I'm doing pretty well. I'm working on my food issues, and I've lost 34 pounds. H is getting more comfortable in his new job and his moods have improved greatly, although I'm dealing with the fact he doesn't do much to help out at home. I'm waiting to broach that subject a little longer.
We went on a very last minute trip to Florida a few weeks ago, courtesy of my ILs. It was a wonderful break, one I desperately needed.
I am heading out of town for my sister's bachelorette party this weekend. I am not the best traveler, but we have made it through security and are at the gate, so I am calmer already.
I have a job interview Monday that I could use good vibes for if you have any to spare!
I am doing ok, much better than I had been. I go see that awful psych for med mgmt in a week and want to increase my effexor as he only has me on 25 MG w no ramp up. I used to be on 125. I feel less suicidal but the thoughts are still there.
He also gave me lorazepam for anxiety and it's a little dangerous bc I could see myself abusing it potentially. I spoke to him about it and he said he was not concerned, but I have been using it sparingly just in case.
I am doing ok, much better than I had been. I go see that awful psych for med mgmt in a week and want to increase my effexor as he only has me on 25 MG w no ramp up. I used to be on 125. I feel less suicidal but the thoughts are still there.
He also gave me lorazepam for anxiety and it's a little dangerous bc I could see myself abusing it potentially. I spoke to him about it and he said he was not concerned, but I have been using it sparingly just in case.
Flog me bc I have still not been to a meeting!
I liked this bc you said you were doing better- awesome!
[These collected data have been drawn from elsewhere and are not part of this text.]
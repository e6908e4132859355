//! The room broker's RPC façade.

use roomgate_protocol::{
    Ack, CreateRoomReply, Fault, RoomRequest, RoomResponse, RoomStateReply,
    StartGameReply,
};
use roomgate_room::{HostDirectory, RoomRegistry};
use tokio::sync::Mutex;

use crate::rpc::Service;

/// Serves [`RoomRequest`]s against one [`RoomRegistry`].
///
/// Every call takes the registry lock for exactly one registry operation,
/// which makes each operation atomic with respect to all others.
pub struct RoomService<D: HostDirectory> {
    rooms: Mutex<RoomRegistry<D>>,
}

impl<D: HostDirectory> RoomService<D> {
    pub fn new(rooms: RoomRegistry<D>) -> Self {
        Self {
            rooms: Mutex::new(rooms),
        }
    }

    /// The underlying registry, for inspection and administrative resets.
    pub fn rooms(&self) -> &Mutex<RoomRegistry<D>> {
        &self.rooms
    }
}

impl<D: HostDirectory> Service for RoomService<D> {
    type Request = RoomRequest;
    type Response = RoomResponse;

    async fn handle(&self, request: RoomRequest) -> RoomResponse {
        match request {
            RoomRequest::CreateRoom { owner, map_id } => {
                let room_id = self.rooms.lock().await.create_room(owner, &map_id);
                RoomResponse::CreateRoom(CreateRoomReply { ok: true, room_id })
            }
            RoomRequest::JoinRoom { room_id, player_id } => {
                let result = self.rooms.lock().await.join_room(&room_id, player_id);
                RoomResponse::JoinRoom(Ack::from(result))
            }
            RoomRequest::GetRoomState { room_id } => {
                let reply = match self.rooms.lock().await.room_state(&room_id) {
                    Ok(room) => RoomStateReply {
                        ok: true,
                        message: String::new(),
                        room: Some(room),
                    },
                    Err(e) => RoomStateReply {
                        ok: false,
                        message: e.to_string(),
                        room: None,
                    },
                };
                RoomResponse::GetRoomState(reply)
            }
            RoomRequest::StartGame { room_id, requester } => {
                let result = self.rooms.lock().await.start_game(&room_id, &requester);
                let reply = match result {
                    Ok(assignment) => StartGameReply {
                        ok: true,
                        message: String::new(),
                        assignment: Some(assignment),
                    },
                    Err(e) => {
                        tracing::debug!(%room_id, %requester, error = %e, "start refused");
                        StartGameReply {
                            ok: false,
                            message: e.to_string(),
                            assignment: None,
                        }
                    }
                };
                RoomResponse::StartGame(reply)
            }
            RoomRequest::SetReadiness {
                room_id,
                player_id,
                state,
            } => {
                let result = self.rooms.lock().await.set_readiness(&room_id, &player_id, state);
                RoomResponse::SetReadiness(Ack::from(result))
            }
        }
    }

    fn fault(code: u16, message: String) -> RoomResponse {
        RoomResponse::Fault(Fault { code, message })
    }
}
Sorry you're not comfortable with your dr. Are you looking in to switching? Sorry if youve mentioned this, I'm having trouble remembering. It's so nice to have someone who is easy to work with for this stuff, I hope you're able to find that. But in any case, it's great no matter what that you're taking care of yourself getting the medication you need.
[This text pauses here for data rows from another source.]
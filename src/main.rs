mod db;
mod error;
mod middleware;
mod models;
mod routes;
mod services;

use actix_web::{App, HttpServer, web};
use tracing_subscriber::EnvFilter;

#[actix_web::main]
async fn main() -> std::io::Result<()> {
    dotenv::dotenv().ok();

    tracing_subscriber::fmt()
        .with_env_filter(EnvFilter::try_from_default_env().unwrap_or_else(|_| EnvFilter::new("info")))
        .init();

    let db = db::establish_connection()
        .await
        .expect("Failed to connect to database");

    match &db {
        Some(_) => tracing::info!("Database connected"),
        // Le serveur démarre quand même : chaque endpoint répondra 500 "Database not configured"
        None => tracing::warn!("DATABASE_URL is not set, data endpoints will refuse requests"),
    }

    let state = web::Data::new(db::AppState { db });

    tracing::info!("Starting server on http://127.0.0.1:8080");

    HttpServer::new(move || {
        App::new()
            .app_data(state.clone())
            .configure(routes::configure_routes)
    })
        .bind(("127.0.0.1", 8080))?
        .run()
        .await
}
// connexion BD

use sea_orm::{Database, DatabaseConnection, DbErr};
use std::env;

use crate::error::ApiError;

/// État partagé entre les handlers.
/// `db` reste `None` quand DATABASE_URL est absente : les endpoints
/// répondent alors 500 "Database not configured" sans tenter de requête.
pub struct AppState {
    pub db: Option<DatabaseConnection>,
}

impl AppState {
    pub fn db(&self) -> Result<&DatabaseConnection, ApiError> {
        self.db.as_ref().ok_or(ApiError::DatabaseNotConfigured)
    }
}

pub async fn establish_connection() -> Result<Option<DatabaseConnection>, DbErr> {
    match env::var("DATABASE_URL") {
        Ok(url) => Database::connect(&url).await.map(Some),
        Err(_) => Ok(None),
    }
}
I am heading out of town for my sister's bachelorette party this weekend. I am not the best traveler, but we have made it through security and are at the gate, so I am calmer already.
I have a job interview Monday that I could use good vibes for if you have any to spare!
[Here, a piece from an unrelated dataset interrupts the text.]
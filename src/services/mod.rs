pub mod deal_service;
pub mod formula;
pub mod stats_service;
pub mod trading_service;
We sold our house after 24hrs on the market, last month. We close on the 20th. I'm so overwhelmed with how much crap we have. DH hasn't helped me pack one thing and I'm feeling very angry towards him. We're moving in with my parents for a month until we can move into our new place. I have so much anxiety around this move.
I'm trying to focus on ED recovery and over the last couple weeks I have connected so many things to my behaviors. It scared the crap out of me to see the connections and the panic attacks it was causing; so instead of quitting and running away from the uncomfortable feelings I reached out to my team and opened up for the first time ever about the issues related to my ED. Now I'm trying to deal with the guilt about opening up. Growing up we kept our feelings to ourselves. Everything was hush hush and kept quiet.
Big hugs to you for getting your feelings out! It's hard. I was raised that way too. But you never know who will relate to what you are feeling and perhaps lend an ear. Proud of you.
Your move sounds overwhelming! Actually two moves, right? Hope living with your parents goes well. Will that be an okay situation? Congratulations on selling your home so quickly! Yikes.
Post by phoenixrising on Apr 12, 2015 12:23:03 GMT -5
I also was raised in an environment where it was NOT okay to feel your emotions, and I never really had a safe place to go with difficult emotions until I met my therapist. My parents are not that, and my XH was not either. And it's really only been in then last 2-3 months (after three years with the same therapist) that I have started doing that. So I cry in therapy all the time. My ED definitely developed as a way to manage emotions, and treatment for it scares the shit out of me because feeling my emotions is just scary and seems very unsafe to me. But I am working on it.
Glad to hear that you opened up. That is a very scary and brave thing to do. I also attend an ED group for adults and opened up to them a couple of weeks ago about how much I was struggling and was TERRIFIED. But they were awesome.